In early 2003, Janet S was a 53 year-old woman who quit smoking several years before developing a cough and left chest pain that was evaluated by her primary physician, who found on a chest x-ray and then CT that she had a 10 cm left upper lobe mass, confirmed on biopsy to be an adenocarcinoma subtype of NSCLC. Her CT also showed bulky left-sided mediastinal (mid-chest) lymphadenopathy. She was referred to me, and further staging showed no evidence of brain metastases, and a PET confirmed that her primary tumor lit up brightly, as did her left mediastinum. My plan was to follow the approach of aggressive chemo and concurrent radiation, followed by more chemo, with curative intent, although Janet's primary care physician initially thought I was misleadingly to delusionally optimistic in offering that hope. I treated Janet along the lines of the SWOG approach (described in a post here), with cisplatin-based chemo and concurrent radiation to 63 Gy (administered by a radiation oncologist closer to her home about 45 minutes away from my office). She was very fit and tolerated this aggressive therapy well, but when I gave her consolidation taxotere, she developed worsening shortness of breath and infiltrates on her chest x-ray consistent with radiation pneumonitis. After two of three planned cycles, I felt that the risk of another cycle exceeded any further benefit, and we decided to stop treatment and follow her. Her CT scans demonstrated a very good partial response, at least, with a very significant decrease in the tumor, but there were residual abnormalities in the left upper lobe. However, as is typical after chemo and radiation, it was really impossible to determine whether the residual abnormalities on CT represented post-treatment scarring (and no living cancer) or remaining viable cancer. Because PET scans detect inflammation as well as cancer, for the first few weeks to months after radiation PET, when inflammation in the radiation field is likely to be present, PET scans really cannot discriminate residual cancer from post-radiation inflammation. However, they are useful for evaluating changes over time, since post-treatment effects diminish with time, but cancer becomes increasingly prominent on PET scans over time.

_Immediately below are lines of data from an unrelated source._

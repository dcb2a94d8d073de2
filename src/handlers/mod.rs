mod commands;

pub use commands::{run_dispatcher, BotContext};
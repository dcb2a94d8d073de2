use serde::Deserialize;

#[derive(Debug, Deserialize, Clone)]
pub struct Config {
    pub server: ServerConfig,
    pub telegram: TelegramConfig,
    pub lookup: LookupConfig,
    pub quota: QuotaConfig,
    pub backup: BackupConfig,
}

#[derive(Debug, Deserialize, Clone)]
pub struct ServerConfig {
    pub host: String,
    pub port: u16,
}

#[derive(Debug, Deserialize, Clone)]
pub struct TelegramConfig {
    pub token: String,
    pub poll_timeout_secs: u64,
    pub admin_id: i64,
    /// Contact shown to unregistered users asking for access.
    pub admin_contact: String,
}

#[derive(Debug, Deserialize, Clone)]
pub struct LookupConfig {
    pub base_url: String,
    pub api_key: String,
    pub resource: String,
    pub timeout_secs: u64,  // per-request ceiling for the external API
    pub artifacts_dir: String,
}

#[derive(Debug, Deserialize, Clone)]
pub struct QuotaConfig {
    pub daily_limit: u32,
    pub reset_timezone: ResetTimezone,
}

// Whether the midnight reset boundary follows the server's local clock or UTC.
#[derive(Debug, Deserialize, Clone, Copy, PartialEq, Eq)]
#[serde(rename_all = "lowercase")]
pub enum ResetTimezone {
    Local,
    Utc,
}

#[derive(Debug, Deserialize, Clone)]
pub struct BackupConfig {
    pub path: String,
}

impl Config {
    pub fn load() -> Result<Self, config::ConfigError> {
        let config = config::Config::builder()
            .add_source(config::File::with_name("config/default"))
            .add_source(config::Environment::with_prefix("APP").separator("_"))
            .build()?;

        config.try_deserialize()
    }
}
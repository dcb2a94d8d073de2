// Converts AppError into the text shown to the user in chat. Errors with no
// reply surface (Telegram itself failing) return None.
use crate::errors::AppError;

pub fn render(err: &AppError) -> Option<String> {
    match err {
        AppError::Permission => {
            Some("You do not have permission to use this command.".to_string())
        }

        AppError::Usage(hint) => Some((*hint).to_string()),

        AppError::QuotaExceeded => Some(
            "You have reached the daily query limit. The counter resets at 00:00.".to_string(),
        ),

        // External failures get a generic retry hint; details stay in the logs.
        AppError::External(_) => Some(
            "The lookup could not be completed. Please try again later. \
             Correct usage: /query 86914804168"
                .to_string(),
        ),

        AppError::Persistence(_) => {
            Some("An internal error occurred while saving state. Please try again.".to_string())
        }

        // Nothing useful to tell the user if we cannot reach Telegram anyway.
        AppError::Telegram(_) => None,
    }
}
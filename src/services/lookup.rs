use std::fs;
use std::path::{Path, PathBuf};
use std::time::Duration;

use crate::config::LookupConfig;
use crate::errors::{AppError, AppResult};
use tracing;

/// A transient file holding one lookup result. Removed from disk when the
/// handle is dropped, i.e. once the document has been delivered (or the
/// delivery attempt abandoned).
#[derive(Debug)]
pub struct Artifact {
    path: PathBuf,
}

impl Artifact {
    fn new(path: PathBuf) -> Self {
        Self { path }
    }

    pub fn path(&self) -> &Path {
        &self.path
    }

    pub fn file_name(&self) -> String {
        self.path
            .file_name()
            .map(|n| n.to_string_lossy().into_owned())
            .unwrap_or_else(|| "response.txt".to_string())
    }
}

impl Drop for Artifact {
    fn drop(&mut self) {
        if let Err(e) = fs::remove_file(&self.path) {
            if e.kind() != std::io::ErrorKind::NotFound {
                tracing::warn!("Failed to remove artifact {}: {}", self.path.display(), e);
            }
        }
    }
}

/// Relays one-argument queries to the external lookup API and materializes
/// the raw JSON response as an artifact for delivery.
pub struct LookupService {
    client: reqwest::Client,
    base_url: String,
    api_key: String,
    resource: String,
    artifacts_dir: PathBuf,
}

impl LookupService {
    pub fn new(config: &LookupConfig) -> Self {
        // A single failed or slow attempt is surfaced immediately; no retries.
        let client = reqwest::Client::builder()
            .timeout(Duration::from_secs(config.timeout_secs))
            .build()
            .unwrap_or_else(|_| reqwest::Client::new());

        Self {
            client,
            base_url: config.base_url.trim_end_matches('/').to_string(),
            api_key: config.api_key.clone(),
            resource: config.resource.clone(),
            artifacts_dir: PathBuf::from(&config.artifacts_dir),
        }
    }

    pub async fn lookup(&self, argument: &str) -> AppResult<Artifact> {
        if argument.is_empty() || !argument.chars().all(char::is_alphanumeric) {
            return Err(AppError::Usage(
                "Please use /query followed by a single value. Example: /query 86914804168",
            ));
        }

        let url = format!(
            "{}/{}/{}/{}",
            self.base_url, self.api_key, self.resource, argument
        );
        tracing::debug!("Relaying lookup for argument {}", argument);

        let response = self
            .client
            .get(&url)
            .send()
            .await
            .map_err(|e| AppError::External(format!("request failed: {}", e)))?;

        let status = response.status();
        if !status.is_success() {
            return Err(AppError::External(format!("lookup returned {}", status)));
        }

        let body: serde_json::Value = response
            .json()
            .await
            .map_err(|e| AppError::External(format!("malformed response body: {}", e)))?;

        self.write_artifact(argument, &body)
    }

    fn write_artifact(&self, argument: &str, body: &serde_json::Value) -> AppResult<Artifact> {
        fs::create_dir_all(&self.artifacts_dir).map_err(|e| {
            AppError::Persistence(format!("create {}: {}", self.artifacts_dir.display(), e))
        })?;

        let path = self.artifacts_dir.join(format!("response_{}.txt", argument));
        let pretty = serde_json::to_string_pretty(body)
            .map_err(|e| AppError::External(format!("serialize response: {}", e)))?;

        if let Err(e) = fs::write(&path, pretty) {
            // Never leave a partial artifact behind on a failed write.
            let _ = fs::remove_file(&path);
            return Err(AppError::Persistence(format!(
                "write {}: {}",
                path.display(),
                e
            )));
        }

        Ok(Artifact::new(path))
    }
}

Unfortunately, the ambiguous findings on her scans became increasingly clear over the next few months, when first her CT scan showed some subtle but increased prominence around the remaining soft tissue at the center of the treated area/residual scarring vs. mass. Her PET scan then showed a clear increase in the SUV in that same area, but no uptake anywhere else. Now more than a year out from starting treatment, the overall picture was highly consistent with a localized recurrence/residual viable disease, with no evidence of distant disease, after aggressive, full-dose chemo and radiation.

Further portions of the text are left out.